Depression has been associated with dementia. For example, the Framingham study followed 949 men and women (average age was 79) for 17 years. There was a 50% increased risk of developing a dementia in those reporting symptoms of depression during the study. Similar findings are evident from the Baltimore Longitudinal study of aging.

Depression robs motivation and enjoyment, drives poor self-esteem, adds to the discomfort of pain, and produces social isolation. Depression also distorts memory. In very severe depressions, one is so focused on inner feelings of despair that there are few memory resources left to process information from their surroundings. As if this weren’t enough, people who develop a depression in later life are more at risk of experiencing cognitive decline.

There are four explanations for the association of depression and cognitive decline. First, depression is a symptom of dementia. Second, depression may be a reaction to the loss of memory. Third, depression is a unique risk factor for developing dementia. Fourth, the apathy and loss of engagement or the blunted affect often seen in dementia may be mistaken for depression. Often antidepressant medications are used to treat the depression associated with dementia but until recently their effectiveness has been assumed rather than tested.

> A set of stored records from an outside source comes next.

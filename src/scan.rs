//! Input tree traversal
//!
//! Two passes run over the input roots:
//! - [`count_files`] sizes the batch so progress can be shown as a percentage
//! - [`Walker`] yields every file lazily, depth-first, direct files of a
//!   directory before its subdirectories

use crate::os;
use chrono::{DateTime, Local};
use std::cmp::Ordering;
use std::collections::VecDeque;
use std::ffi::{OsStr, OsString};
use std::fs::Metadata;
use std::path::{Component, Path, PathBuf};
use tracing::{debug, warn};
use walkdir::{DirEntry, FilterEntry, WalkDir};

/// Snapshot of a discovered file, taken once at discovery time
#[derive(Debug, Clone, PartialEq, Eq)]
pub struct FileEntry {
    /// Absolute (or root-joined) path of the file
    pub path: PathBuf,
    /// Creation time, or the modification time where the platform lacks one
    pub created: DateTime<Local>,
    /// Last modification time
    pub modified: DateTime<Local>,
    /// Extension with its leading dot, empty when the file has none
    pub extension: String,
    /// Directory of the file relative to its input root, `/`-separated
    pub relative_dir: String,
}

impl FileEntry {
    pub fn new(
        path: PathBuf,
        created: DateTime<Local>,
        modified: DateTime<Local>,
        relative_dir: impl Into<String>,
    ) -> Self {
        let extension = path
            .extension()
            .map(|e| format!(".{}", e.to_string_lossy()))
            .unwrap_or_default();

        Self {
            path,
            created,
            modified,
            extension,
            relative_dir: relative_dir.into(),
        }
    }

    /// Build an entry from file system metadata
    pub fn from_metadata(
        path: PathBuf,
        metadata: &Metadata,
        relative_dir: impl Into<String>,
    ) -> std::io::Result<Self> {
        let modified: DateTime<Local> = metadata.modified()?.into();
        let created: DateTime<Local> = metadata
            .created()
            .map(DateTime::from)
            .unwrap_or(modified);

        Ok(Self::new(path, created, modified, relative_dir))
    }

    /// The earlier of creation and modification time.
    ///
    /// Copying a file often resets its creation time to the copy moment,
    /// so the older timestamp is the better guess at when it was taken.
    pub fn earliest(&self) -> DateTime<Local> {
        self.created.min(self.modified)
    }

    /// File name exactly as stored on disk
    pub fn file_name(&self) -> OsString {
        self.path
            .file_name()
            .map(OsStr::to_os_string)
            .unwrap_or_default()
    }
}

/// One step of the walk
#[derive(Debug)]
pub enum WalkEvent {
    /// A visible file ready for classification
    File(FileEntry),
    /// A file carrying the platform hidden marker
    Hidden(PathBuf),
    /// An input root that does not exist or is not a directory
    MissingDirectory(PathBuf),
    /// A file whose metadata could not be read
    Failed { path: PathBuf, message: String },
}

/// Count the visible files under every root.
///
/// Directories whose name starts with `.` or that are hidden are not
/// descended. Unreadable subtrees contribute nothing and never fail the count.
pub fn count_files(roots: &[PathBuf]) -> usize {
    roots.iter().map(|root| count_root(root)).sum()
}

fn count_root(root: &Path) -> usize {
    if !root.is_dir() {
        return 0;
    }

    WalkDir::new(root)
        .follow_links(true)
        .into_iter()
        .filter_entry(|e| e.depth() == 0 || !(e.file_type().is_dir() && is_skipped_count_dir(e)))
        .filter_map(|e| match e {
            Ok(entry) => Some(entry),
            Err(err) => {
                debug!(error = %err, "Unreadable entry while counting, skipping");
                None
            }
        })
        .filter(|e| !e.file_type().is_dir())
        .filter(|e| !is_hidden_entry(e))
        .count()
}

fn is_skipped_count_dir(entry: &DirEntry) -> bool {
    entry.file_name().to_string_lossy().starts_with('.') || is_hidden_entry(entry)
}

fn is_hidden_entry(entry: &DirEntry) -> bool {
    entry
        .metadata()
        .map(|m| os::is_hidden(entry.path(), &m))
        .unwrap_or(false)
}

/// Keep everything except hidden directories below the root
fn keep_entry(entry: &DirEntry) -> bool {
    entry.depth() == 0 || !(entry.file_type().is_dir() && is_hidden_entry(entry))
}

/// Files before directories, then by name, so a directory's own files are
/// visited before any subdirectory is descended
fn files_first(a: &DirEntry, b: &DirEntry) -> Ordering {
    a.file_type()
        .is_dir()
        .cmp(&b.file_type().is_dir())
        .then_with(|| a.file_name().cmp(b.file_name()))
}

type RootIter = FilterEntry<walkdir::IntoIter, fn(&DirEntry) -> bool>;

/// Lazy depth-first walk over a list of input roots
///
/// Roots are visited in the given order. The walker is finite and restartable
/// by building a new one over the same roots.
pub struct Walker {
    roots: VecDeque<PathBuf>,
    current: Option<(PathBuf, RootIter)>,
}

impl Walker {
    pub fn new<I>(roots: I) -> Self
    where
        I: IntoIterator<Item = PathBuf>,
    {
        Self {
            roots: roots.into_iter().collect(),
            current: None,
        }
    }
}

impl Iterator for Walker {
    type Item = WalkEvent;

    fn next(&mut self) -> Option<WalkEvent> {
        loop {
            if let Some((root, iter)) = &mut self.current {
                match iter.next() {
                    Some(Ok(entry)) => {
                        if entry.depth() == 0 || entry.file_type().is_dir() {
                            continue;
                        }
                        return Some(classify(root, &entry));
                    }
                    Some(Err(err)) => {
                        warn!(root = %root.display(), error = %err, "Skipping unreadable entry");
                        continue;
                    }
                    None => {
                        self.current = None;
                    }
                }
            }

            let root = self.roots.pop_front()?;
            if !root.is_dir() {
                return Some(WalkEvent::MissingDirectory(root));
            }

            let iter = WalkDir::new(&root)
                .follow_links(true)
                .sort_by(files_first)
                .into_iter()
                .filter_entry(keep_entry as fn(&DirEntry) -> bool);
            self.current = Some((root, iter));
        }
    }
}

fn classify(root: &Path, entry: &DirEntry) -> WalkEvent {
    let path = entry.path().to_path_buf();

    let metadata = match entry.metadata() {
        Ok(m) => m,
        Err(err) => {
            return WalkEvent::Failed {
                path,
                message: err.to_string(),
            };
        }
    };

    if os::is_hidden(&path, &metadata) {
        return WalkEvent::Hidden(path);
    }

    let relative_dir = relative_dir_of(root, &path);
    match FileEntry::from_metadata(path.clone(), &metadata, relative_dir) {
        Ok(file) => WalkEvent::File(file),
        Err(err) => WalkEvent::Failed {
            path,
            message: err.to_string(),
        },
    }
}

/// Directory portion of `path` relative to `root`, joined with `/`
pub fn relative_dir_of(root: &Path, path: &Path) -> String {
    let Some(parent) = path.parent() else {
        return String::new();
    };
    let Ok(relative) = parent.strip_prefix(root) else {
        return String::new();
    };

    relative
        .components()
        .filter_map(|c| match c {
            Component::Normal(name) => Some(name.to_string_lossy().into_owned()),
            _ => None,
        })
        .collect::<Vec<_>>()
        .join("/")
}

#[cfg(test)]
mod tests {
    use super::*;
    use std::fs;
    use tempfile::tempdir;

    fn touch(path: &Path) {
        if let Some(parent) = path.parent() {
            fs::create_dir_all(parent).unwrap();
        }
        fs::write(path, b"data").unwrap();
    }

    #[test]
    fn test_relative_dir_uses_forward_slashes() {
        let root = Path::new("/in");
        let file = Path::new("/in/vacation/Day1/photo.jpg");
        assert_eq!(relative_dir_of(root, file), "vacation/Day1");
        assert_eq!(relative_dir_of(root, Path::new("/in/photo.jpg")), "");
    }

    #[test]
    fn test_earliest_timestamp() {
        let created = Local::now();
        let modified = created - chrono::Duration::days(3);
        let entry = FileEntry::new(PathBuf::from("/in/a.JPG"), created, modified, "");
        assert_eq!(entry.earliest(), modified);
        assert_eq!(entry.extension, ".JPG");
        assert_eq!(entry.file_name(), "a.JPG");
    }

    #[test]
    fn test_count_skips_dot_directories() {
        let dir = tempdir().unwrap();
        touch(&dir.path().join("a.jpg"));
        touch(&dir.path().join("sub/b.jpg"));
        touch(&dir.path().join("sub/deeper/c.txt"));
        touch(&dir.path().join(".cache/d.jpg"));

        assert_eq!(count_files(&[dir.path().to_path_buf()]), 3);
    }

    #[cfg(unix)]
    #[test]
    fn test_count_excludes_hidden_files() {
        let dir = tempdir().unwrap();
        touch(&dir.path().join("a.jpg"));
        touch(&dir.path().join(".hidden.jpg"));

        assert_eq!(count_files(&[dir.path().to_path_buf()]), 1);
    }

    #[test]
    fn test_count_missing_root_is_zero() {
        let dir = tempdir().unwrap();
        let roots = vec![dir.path().join("missing")];
        assert_eq!(count_files(&roots), 0);
    }

    #[test]
    fn test_walker_visits_files_before_subdirectories() {
        let dir = tempdir().unwrap();
        touch(&dir.path().join("z.jpg"));
        touch(&dir.path().join("a/inner.jpg"));
        touch(&dir.path().join("b.jpg"));

        let names: Vec<OsString> = Walker::new(vec![dir.path().to_path_buf()])
            .filter_map(|event| match event {
                WalkEvent::File(f) => Some(f.file_name()),
                _ => None,
            })
            .collect();

        assert_eq!(names, vec!["b.jpg", "z.jpg", "inner.jpg"]);
    }

    #[test]
    fn test_walker_reports_missing_root_and_continues() {
        let dir = tempdir().unwrap();
        touch(&dir.path().join("present/a.jpg"));
        let roots = vec![dir.path().join("absent"), dir.path().join("present")];

        let events: Vec<WalkEvent> = Walker::new(roots).collect();
        assert_eq!(events.len(), 2);
        assert!(matches!(&events[0], WalkEvent::MissingDirectory(p) if p.ends_with("absent")));
        assert!(matches!(&events[1], WalkEvent::File(f) if f.relative_dir.is_empty()));
    }

    #[cfg(unix)]
    #[test]
    fn test_walker_skips_hidden_directories_and_flags_hidden_files() {
        let dir = tempdir().unwrap();
        touch(&dir.path().join(".git/objects/blob.jpg"));
        touch(&dir.path().join(".secret.jpg"));
        touch(&dir.path().join("Trip/Day1/photo.jpg"));

        let events: Vec<WalkEvent> = Walker::new(vec![dir.path().to_path_buf()]).collect();
        assert_eq!(events.len(), 2);
        assert!(matches!(&events[0], WalkEvent::Hidden(p) if p.ends_with(".secret.jpg")));
        match &events[1] {
            WalkEvent::File(f) => assert_eq!(f.relative_dir, "Trip/Day1"),
            other => panic!("unexpected event {:?}", other),
        }
    }
}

A study in Lancet (July 2011) raises questions regarding the effectiveness of the commonly used antidepressants Zoloft (sertraline) and Remeron (mirtazapine) in treating depression in patients with Alzheimer’s disease. Neither medication was more effective than a placebo and both increased unwanted side effects (GI distress for Zoloft and sedation for Remeron). Another study in the British Medical Journal (August 2011) indicates a significant association between adverse outcomes (e.g., stroke, falls, seizures, and mortality) for antidepressant use (including SSRIs, which may fare a bit worse than older tricyclic antidepressants but better than medications such as Remeron, Trazodone, and Effexor) in those over 65.

These findings indicate that use of antidepressants must be carefully considered for those with a diagnosis of dementia or milder forms of cognitive decline and closely monitored in anyone over 65 (include thorough memory evaluation which should assess mood issues). Adverse effects appear more often during the first month of use and weekly monitoring by a professional is essential. A limitation of the study is that it did not address the issues of agitation or aggressiveness. There is clinical lore that antidepressants may calm agitation and aggressiveness that is part of some with dementia. This treatment effect was not addressed and needs to be empirically resolved.

Alternatively, don’t reach for the medications too quickly in the treatment of depression. A first approach in those with cognitive decline may be to treat the depression with nonmedical interventions first and then add medications if needed. Start with cognitive therapy that addresses the lack of worth. Include a plan for exercise and socialization immediately. Whether the issue is apathy or depression, the treatment needs to follow a plan that promotes and structures re-engagement. The idea is to get activated even though you don’t want to.

What
Three Hour Memory Workshop
When
Monday, August 8, 2011
TBD - All Ages
Where
(map)
Other Info
Dr. Beckwith will present a three hour workshop (fee $100 per person/$150 per couple with limited seating) in Naples on August 8 (call 591-6226 to register).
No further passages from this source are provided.